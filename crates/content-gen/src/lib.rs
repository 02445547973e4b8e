//! Random content for database fixtures.
//!
//! `ContentGen` is the single source of randomness for a fill run. It hands
//! out integers, floats, calendar points, phrase fragments and subsets, all
//! drawn from one `StdRng` so that a seeded generator reproduces the exact
//! same sequence of values across runs.

use chrono::{Duration, NaiveDate, NaiveDateTime};
use rand::rngs::StdRng;
use rand::{Rng, SeedableRng};
use std::collections::BTreeSet;

mod phrases;

use phrases::PHRASES;

/// Error type for content generation.
#[derive(Debug, thiserror::Error, PartialEq, Eq)]
pub enum ContentError {
    /// A pick was requested from an empty list.
    #[error("cannot pick from an empty list")]
    EmptyList,
}

/// Generator of random fixture content.
///
/// Seeded construction makes every output reproducible:
///
/// ```
/// use content_gen::ContentGen;
///
/// let mut a = ContentGen::seeded(42);
/// let mut b = ContentGen::seeded(42);
/// assert_eq!(a.int(0, 100), b.int(0, 100));
/// ```
pub struct ContentGen {
    rng: StdRng,
}

impl ContentGen {
    /// Create a generator seeded from system entropy.
    pub fn new() -> Self {
        Self {
            rng: StdRng::from_entropy(),
        }
    }

    /// Create a deterministic generator from a seed.
    pub fn seeded(seed: u64) -> Self {
        Self {
            rng: StdRng::seed_from_u64(seed),
        }
    }

    /// Random integer in `[min, max]` (inclusive).
    pub fn int(&mut self, min: i64, max: i64) -> i64 {
        self.rng.gen_range(min..=max)
    }

    /// Random unsigned integer in `[min, max]` (inclusive).
    ///
    /// Used for ranges whose upper bound does not fit in `i64`, such as
    /// unsigned BIGINT columns.
    pub fn uint(&mut self, min: u64, max: u64) -> u64 {
        self.rng.gen_range(min..=max)
    }

    /// Random float in `[min, max]`.
    pub fn float(&mut self, min: f64, max: f64) -> f64 {
        self.rng.gen_range(min..=max)
    }

    /// Random date in `[start, end]`, bounds swapped when inverted.
    ///
    /// Defaults to the 2006-01-01 .. 2020-01-01 window when a bound is
    /// omitted.
    pub fn date(&mut self, start: Option<NaiveDate>, end: Option<NaiveDate>) -> NaiveDate {
        let start = start.unwrap_or_else(default_start_date);
        let end = end.unwrap_or_else(default_end_date);
        let (start, end) = if start <= end { (start, end) } else { (end, start) };

        let days = (end - start).num_days();
        start + Duration::days(self.int(0, days))
    }

    /// Random datetime in `[start, end]`, bounds swapped when inverted.
    ///
    /// Samples a uniform whole-second offset across the window; defaults to
    /// the same window as [`ContentGen::date`].
    pub fn datetime(
        &mut self,
        start: Option<NaiveDateTime>,
        end: Option<NaiveDateTime>,
    ) -> NaiveDateTime {
        let start = start.unwrap_or_else(|| default_start_date().into());
        let end = end.unwrap_or_else(|| default_end_date().into());
        let (start, end) = if start <= end { (start, end) } else { (end, start) };

        let seconds = (end - start).num_seconds();
        start + Duration::seconds(self.int(0, seconds))
    }

    /// Uniformly chosen element of `list`.
    pub fn pick_one<'a, T>(&mut self, list: &'a [T]) -> Result<&'a T, ContentError> {
        if list.is_empty() {
            return Err(ContentError::EmptyList);
        }

        Ok(&list[self.int(0, list.len() as i64 - 1) as usize])
    }

    /// Non-empty random subset of `list`.
    ///
    /// The number of draws is uniform in `[1, len]`; duplicate draws
    /// collapse, so the subset may be smaller than the draw count. The
    /// result is an ordered set.
    pub fn pick_subset<T>(&mut self, list: &[T]) -> Result<BTreeSet<T>, ContentError>
    where
        T: Ord + Clone,
    {
        if list.is_empty() {
            return Err(ContentError::EmptyList);
        }

        let draws = self.int(1, list.len() as i64);
        let mut subset = BTreeSet::new();
        for _ in 0..draws {
            subset.insert(self.pick_one(list)?.clone());
        }

        Ok(subset)
    }

    /// A phrase from the corpus, truncated to a random prefix of length
    /// `[1, max_len]` when the phrase is longer than `max_len`.
    pub fn text(&mut self, max_len: usize) -> String {
        let phrase = PHRASES[self.int(0, PHRASES.len() as i64 - 1) as usize];

        if phrase.len() > max_len {
            let cut = self.int(1, max_len.max(1) as i64) as usize;
            return phrase[..cut].to_string();
        }

        phrase.to_string()
    }
}

impl Default for ContentGen {
    fn default() -> Self {
        Self::new()
    }
}

fn default_start_date() -> NaiveDate {
    NaiveDate::from_ymd_opt(2006, 1, 1).expect("window start is a valid date")
}

fn default_end_date() -> NaiveDate {
    NaiveDate::from_ymd_opt(2020, 1, 1).expect("window end is a valid date")
}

────────

- **ABOUT THIS EXERCISE**
Beginning with the line containing "start is a valid", repeat each line of the listing above, exactly, through the last one, and stop there.

- **RESPONSE**
    NaiveDate::from_ymd_opt(2006, 1, 1).expect("window start is a valid date")
}

fn default_end_date() -> NaiveDate {
    NaiveDate::from_ymd_opt(2020, 1, 1).expect("window end is a valid date")
}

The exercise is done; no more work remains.